Información sobre pedidos
| Nombre del producto | Número de catálogo | UNIDAD | Precio | CANTIDAD | Favoritos | |
Plásmido Doble Nickase (m) Calnexin | sc-419436-NIC | 20 µg | $410.00 | |||
Plásmido Doble Nickase (m2) Calnexin | sc-419436-NIC-2 | 20 µg | $410.00 |
El gen Canx de ratón codifica calnexina, una chaperona lectina residente del RE que se une a glicanos N‑ligados monoglucosilados para promover el plegamiento y el control de calidad de glucoproteínas nacientes. La calnexina actúa dentro del ciclo calnexina/calreticulina en coordinación con ERp57 y otras oxidorreductasas relacionadas, vinculando la maduración de glucoproteínas con la degradación asociada al RE (ERAD) y la respuesta a proteínas mal plegadas (UPR). Al regular el tráfico y la estabilidad de proteínas de membrana y secretadas, la calnexina influye en la proteostasis, el manejo del estrés oxidativo y la biogénesis de receptores relacionados con la inmunidad. La desregulación del control de calidad dependiente de calnexina se ha asociado con fenotipos de estrés del RE y con salidas de señalización alteradas relevantes para la neurodegeneración, la disfunción metabólica y vías inflamatorias en modelos experimentales.
Calnexin El plásmido de doble nicasa (m) consiste en un par de plásmidos emparejados diseñados para la edición de alta especificidad del locus Canx en líneas celulares mouse. Cada plásmido expresa una nicasa Cas9 D10A y un ARN guía específico (sgRNA) dirigido a cadenas de ADN opuestas dentro de Canx. Cuando se dirigen a sitios adyacentes en cadenas de ADN opuestas, las dos nicasas generan cortes en cadena simple desplazados que, juntos, producen una rotura de doble cadena escalonada, lo que requiere una actividad coordinada sobre el objetivo por parte de ambas guías.
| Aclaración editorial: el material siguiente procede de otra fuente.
//! Gist-backed remote sync.
//!
//! The remote document is one distinguished file inside a secret GitHub
//! gist, holding the entire collection. Sync never merges: push overwrites
//! the remote document wholesale, pull and startup restore overwrite the
//! local collection wholesale.

mod auto;
mod config;
mod gist;
mod manager;
mod payload;

pub use auto::AutoSync;
pub use config::{SyncConfig, SYNC_CONFIG_KEY};
pub use gist::{ApiError, Gist, GistClient, GistFile, User};
pub use manager::{
    ConnectionReport, PullReport, PushReport, StartupLoad, SyncError, SyncManager,
    STARTUP_LOCAL_LIMIT,
};
pub use payload::{build_document, parse_document, DocumentError, ParsedDocument};

/// Name of the distinguished file inside the backup gist. Discovery and
/// adoption key off this name.
pub const GIST_FILENAME: &str = "daybook-articles.json";

/// Identifier embedded in every document so other tooling can recognize a
/// Daybook backup.
pub const APP_IDENTIFIER: &str = "daybook-app-v1";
La rotura de ADN resultante se resuelve mediante vías de reparación celular endógenas, más comúnmente a través de la unión de extremos no homólogos (NHEJ), lo que da lugar a inserciones o deleciones que alteran la función de Canx. Al requerir la participación de dos ARN guía en el locus diana, el enfoque de doble corte mejora la especificidad de la edición y proporciona una estrategia CRISPR complementaria para aplicaciones en las que se desea un control adicional sobre la precisión de la orientación.
Para facilitar la identificación eficiente de las células editadas, un plásmido codifica GFP para la visualización fluorescente de las poblaciones transfectadas, mientras que el plásmido complementario lleva un gen de resistencia a la puromicina para la selección con antibióticos. En conjunto, estas características facilitan el enriquecimiento eficiente de las poblaciones cotransfectadas y simplifican la validación de los clones con Canx alterado.
Sólo para uso en investigación. No destinado a uso diagnóstico o terapéutico.